Police Officer Who Shot and Killed Laddie Gillett Loses Appeal
A former Belize police corporal has failed to overturn his manslaughter conviction after a three-judge Court of Appeal panel unanimously ruled that his 18-year prison sentence for shooting a 14-year-old boy in the back on a Placencia beach will stand.
Kareem Martinez, once a Corporal of Police at the Placencia Sub Formation, had challenged every aspect of his conviction before the country’s highest criminal court. On Wednesday, the court dismissed all eight of his grounds of appeal.
What happened that night
It was July 14, 2021, a COVID curfew night. Laddie Gillet and his best friend were hurrying back along the Placencia beachfront to the Chabil Mar resort to beat the 10:00 p.m. deadline. They had spent the evening eating birthday cake on the beach with friends.
Rounding a corner near the Placencia Beach Club Resort, they ran straight into a team of four police officers who had responded to a security guard’s call about suspicious persons.
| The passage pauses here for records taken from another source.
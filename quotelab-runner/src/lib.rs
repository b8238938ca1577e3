//! QuoteLab Runner — scoring orchestration on top of `quotelab-core`.
//!
//! This crate builds on the core engine to provide:
//! - Run configuration (TOML, content-addressed run ids)
//! - Performance metrics (Sharpe, drawdown, returns, turnover)
//! - Canonical run records for leaderboard/persistence collaborators
//! - Parallel contest evaluation with deterministic standings
//! - JSON/CSV export with schema versioning

pub mod config;
pub mod contest;
pub mod export;
pub mod metrics;
pub mod result;
pub mod runner;

pub use config::{ConfigError, RunConfig};
pub use contest::{evaluate_entries, ContestEntry, Leaderboard, RankedEntry};
pub use export::{export_json, export_leaderboard_csv, import_json};
pub use metrics::{
    evaluate_signals, max_drawdown, periodic_returns, sharpe_ratio, total_return, turnover,
    SignalReport,
};
pub use result::{FailureRecord, RunOutcome, RunRecord, SCHEMA_VERSION};
pub use runner::{close_series, run_entry, run_signal_entry, RunError};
Startled by the sight of men in black, both boys turned and ran the other way. Laddie was shot in the back. The bullet passed through his chest. He was pronounced dead at 10:21 p.m.
The friend was handcuffed and taken to the police station for breaking the curfew.
The evidence that convicted him
A single 9mm shell casing was recovered from the beach near where Laddie fell. A forensic firearms examiner from the National Forensic Sciences Services laboratory examined it under a microscope and concluded it had been fired from the Bersa Thunder 9 pistol belonging to and recovered from Martinez that same night.
Every other officer present, SC Miranda, PC Pop, and PC Augustine, testified they heard only one shot and that none of them fired their weapon. The trial judge found all three had been evasive and were clearly trying to distance themselves from what happened. But even taking that into account, she found the evidence pointing to Martinez as the sole shooter overwhelming.
Laddie’s friend, described by the trial judge as thoroughly credible and unshakeable under cross-examination, confirmed that he and Laddie were running away from the police, that neither of them was armed, and that there was no scuffle of any kind.
“I fired in the air” — the story the court didn’t believe
Martinez did not testify under oath. In an unsworn statement, he claimed he had spotted a shining object in one of the teenagers’ hands, believed it might be a firearm, and fired a single warning shot approximately ten feet into the air…not at the boys. He suggested that it was actually PC Augustine who shot Laddie, possibly at the exact same moment, so that witnesses only heard one bang.
The trial judge, Justice Moore, called this account “incredulous.” She pointed out that for Martinez’s version to be true, a bullet fired ten feet into the air would have had to travel backwards, downwards, and outwards across 75 to 90 feet to strike Laddie in the back…all within six seconds. The Court of Appeal agreed that was physically impossible.
On the theory about PC Augustine being the real shooter, the court was equally dismissive. Augustine was physically closer to the other witnesses than Martinez was. If he had drawn and fired a 9mm pistol, the court reasoned, someone among the five other people present, including the two teenagers, would have seen it. No such evidence existed. The court said accepting the alternative shooter theory would require pure speculation.
It also emerged during the trial that Augustine had lied about whether he was carrying a firearm at all. He initially denied it, then admitted he had a personal licensed weapon on him. The trial judge found he lied but concluded he did not fire it. The appeal court saw no reason to disturb that finding.
“Their conduct was less than exemplary”
The court did not shy away from criticising the police. The trial judge had found that all three officers who testified for the prosecution were clearly trying to minimise their own involvement in the events of that night, describing their conduct at the scene as “less than exemplary.” Even the security guard who made the original 911 call was found to have been dishonest — the judge believed he was present when the boys were chased, despite his claims to the contrary.
None of that, however, was enough to shake the core of the prosecution’s case.
All eight grounds dismissed
Martinez’s lawyers raised eight separate grounds of appeal, arguing among other things that the investigation was one-sided, that other officers’ hands and weapons were never tested, that the trial judge had unfairly intervened during the trial by asking too many questions, and that she had wrongly shifted the burden of proof onto Martinez himself.
The Court of Appeal rejected every single one. It found the trial judge’s handling of the case to be “detailed, sound and flawless,” and that she had at every stage correctly reminded herself that it was the prosecution, not the defence, that bore the burden of proof.
The verdict
Martinez will serve his 18-year sentence. Laddie Gillett was fourteen years old. He was running to beat a curfew.